Drip Castles
Teardrops of North Carolina sand bite into
Pure pink skin,
The color of raw sunsets—of a conch’s innards—of a teething child’s gums.
A sunburnt fist
Plunges into a wan
Bucket full
Of sludgy sand.
The Atlantic water on top of the
Sunken soil sloshes like
Stomach acid.
Fistfuls of sopping slush
Form spires of mire, tilt(yards) of silt, ditches of grit—graves of gravel.
Alas, pure pink castles of
Muddied fancies
Disappear
In a wave
Of briny ocean breakers
Dissolving into a stump of once-pink youth.
Snow Questions Spring
Yellowed school books say Spring
makes all fair beings grow,
do ashen teachers see
sun’s rays—sickles, shred Snow?
Sharp grass blades impale, sting?
No frail child, browning slush,
murky backwash from tires
muddied your thoughts.
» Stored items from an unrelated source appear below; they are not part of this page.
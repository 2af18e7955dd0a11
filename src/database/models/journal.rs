use serde::{Deserialize, Serialize};
use uuid::Uuid;

use super::Audit;

/// A travel log. Owns the ordered list of its subsection ids; each subsection
/// points back through `Subsection::journal_id`. Only the store changes the
/// list, so both sides move together.
#[derive(Debug, Clone, PartialEq, Serialize, Deserialize)]
pub struct Journal {
    pub id: Uuid,
    pub title: String,
    pub description: Option<String>,
    pub audit: Audit,
    pub subsection_ids: Vec<Uuid>,
}

impl Journal {
    pub fn new(title: impl Into<String>, description: Option<String>, creator: Uuid) -> Self {
        Self {
            id: Uuid::new_v4(),
            title: title.into(),
            description,
            audit: Audit::new(creator),
            subsection_ids: Vec::new(),
        }
    }

    pub fn is_created_by(&self, user_id: Uuid) -> bool {
        self.audit.created_by == user_id
    }

    /// Append a subsection id, ignoring duplicates.
    pub fn attach(&mut self, subsection_id: Uuid) {
        if !self.subsection_ids.contains(&subsection_id) {
            self.subsection_ids.push(subsection_id);
        }
    }

    /// Returns true when the id was present.
    pub fn detach(&mut self, subsection_id: Uuid) -> bool {
        let before = self.subsection_ids.len();
        self.subsection_ids.retain(|id| *id != subsection_id);
        before != self.subsection_ids.len()
    }
}
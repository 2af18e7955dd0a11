use std::cmp::Ordering;

use serde::Deserialize;
use thiserror::Error;

use crate::config::ApiConfig;

#[derive(Error, Debug)]
pub enum PaginationError {
    #[error("Invalid sort field: {0}")]
    UnknownSortField(String),

    #[error("Sort field '{0}' is not supported here")]
    UnsupportedSortField(&'static str),
}

impl From<PaginationError> for crate::error::ApiError {
    fn from(err: PaginationError) -> Self {
        crate::error::ApiError::invalid_argument(err.to_string())
    }
}

#[derive(Debug, Clone, Copy, PartialEq, Eq)]
pub enum SortDirection {
    Asc,
    Desc,
}

impl SortDirection {
    /// `desc` in any case sorts descending; everything else ascends.
    pub fn parse(value: &str) -> Self {
        if value.trim().eq_ignore_ascii_case("desc") {
            SortDirection::Desc
        } else {
            SortDirection::Asc
        }
    }

    pub fn to_sql(&self) -> &'static str {
        match self {
            SortDirection::Asc => "ASC",
            SortDirection::Desc => "DESC",
        }
    }

    pub fn apply(&self, ordering: Ordering) -> Ordering {
        match self {
            SortDirection::Asc => ordering,
            SortDirection::Desc => ordering.reverse(),
        }
    }
}

#[derive(Debug, Clone, Copy, PartialEq, Eq)]
pub enum SortField {
    Title,
    Type,
    CreatedAt,
    LastModifiedAt,
}

impl SortField {
    pub fn parse(value: &str) -> Result<Self, PaginationError> {
        match value.trim() {
            "title" => Ok(SortField::Title),
            "type" => Ok(SortField::Type),
            "createdAt" | "created_at" => Ok(SortField::CreatedAt),
            "lastModifiedAt" | "last_modified_at" => Ok(SortField::LastModifiedAt),
            other => Err(PaginationError::UnknownSortField(other.to_string())),
        }
    }

    pub fn name(&self) -> &'static str {
        match self {
            SortField::Title => "title",
            SortField::Type => "type",
            SortField::CreatedAt => "createdAt",
            SortField::LastModifiedAt => "lastModifiedAt",
        }
    }

    /// Column name. Only ever interpolated from this fixed set.
    pub fn column(&self) -> &'static str {
        match self {
            SortField::Title => "title",
            SortField::Type => "subsection_type",
            SortField::CreatedAt => "created_at",
            SortField::LastModifiedAt => "last_modified_at",
        }
    }
}

/// Raw `?pageNumber=&pageSize=&sortBy=&sortDir=` query
#[derive(Debug, Clone, Default, Deserialize)]
#[serde(rename_all = "camelCase")]
pub struct PageQuery {
    pub page_number: Option<u32>,
    pub page_size: Option<u32>,
    pub sort_by: Option<String>,
    pub sort_dir: Option<String>,
}

#[derive(Debug, Clone, Copy, PartialEq, Eq)]
pub struct PageRequest {
    pub page_number: u32,
    pub page_size: u32,
    pub sort_by: SortField,
    pub sort_dir: SortDirection,
}

impl PageRequest {
    pub fn new(page_number: u32, page_size: u32, sort_by: SortField, sort_dir: SortDirection) -> Self {
        Self {
            page_number,
            page_size: page_size.max(1),
            sort_by,
            sort_dir,
        }
    }

    /// Apply defaults and the configured page size ceiling.
    pub fn from_query(query: &PageQuery, api: &ApiConfig) -> Result<Self, PaginationError> {
        let sort_by = match query.sort_by.as_deref() {
            Some(s) if !s.trim().is_empty() => SortField::parse(s)?,
            _ => SortField::CreatedAt,
        };
        let sort_dir = query
            .sort_dir
            .as_deref()
            .map(SortDirection::parse)
            .unwrap_or(SortDirection::Desc);
        let page_size = query
            .page_size
            .unwrap_or(api.default_page_size)
            .clamp(1, api.max_page_size.max(1));

        Ok(Self::new(query.page_number.unwrap_or(0), page_size, sort_by, sort_dir))
    }

    pub fn offset(&self) -> u64 {
        u64::from(self.page_number) * u64::from(self.page_size)
    }

    /// Slice an already sorted list down to this page.
    pub fn slice<T>(&self, items: Vec<T>) -> Vec<T> {
        items
            .into_iter()
            .skip(self.offset() as usize)
            .take(self.page_size as usize)
            .collect()
    }
}

#[cfg(test)]
mod tests {
    use super::*;
    use crate::config::AppConfig;

    #[test]
    fn defaults_apply_when_query_is_empty() {
        let api = AppConfig::development().api;
        let page = PageRequest::from_query(&PageQuery::default(), &api).unwrap();
        assert_eq!(page.page_number, 0);
        assert_eq!(page.page_size, api.default_page_size);
        assert_eq!(page.sort_by, SortField::CreatedAt);
        assert_eq!(page.sort_dir, SortDirection::Desc);
    }

    #[test]
    fn page_size_is_clamped() {
        let api = AppConfig::development().api;
        let query = PageQuery {
            page_size: Some(10_000),
            ..Default::default()
        };
        assert_eq!(PageRequest::from_query(&query, &api).unwrap().page_size, api.max_page_size);

        let query = PageQuery {
            page_size: Some(0),
            ..Default::default()
        };
        assert_eq!(PageRequest::from_query(&query, &api).unwrap().page_size, 1);
    }

    #[test]
    fn sort_direction_parsing() {
        assert_eq!(SortDirection::parse("DESC"), SortDirection::Desc);
        assert_eq!(SortDirection::parse("asc"), SortDirection::Asc);
        assert_eq!(SortDirection::parse("sideways"), SortDirection::Asc);
    }

    #[test]
    fn unknown_sort_field_is_rejected() {
        let api = AppConfig::development().api;
        let query = PageQuery {
            sort_by: Some("password".to_string()),
            ..Default::default()
        };
        assert!(matches!(
            PageRequest::from_query(&query, &api),
            Err(PaginationError::UnknownSortField(f)) if f == "password"
        ));
    }

    #[test]
    fn slice_skips_earlier_pages() {
        let page = PageRequest::new(1, 2, SortField::Title, SortDirection::Asc);
        assert_eq!(page.slice(vec![1, 2, 3, 4, 5]), vec![3, 4]);
    }
}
Infant
soft moss Spring desires—
newborn cries mean cold hush
for ice, whose weak veins crack,
burst under Spring’s green boot
Sickled I reap no grim
Your blood makes plant veins root
through my death, white to black
life springs
and hearkens back.
earthworm
when you drown you
breathe air
when you breathe air you
drown
underneath six feet of black
soil you thrive and live and give
but on six inches of cracked concrete
you recoil into a dried rubber band
Double Feature
When the lights fade on carpet walls, flats
fixed on sticky floor, salt peppers damp
fingers—popcorn permeates the squeaky seats.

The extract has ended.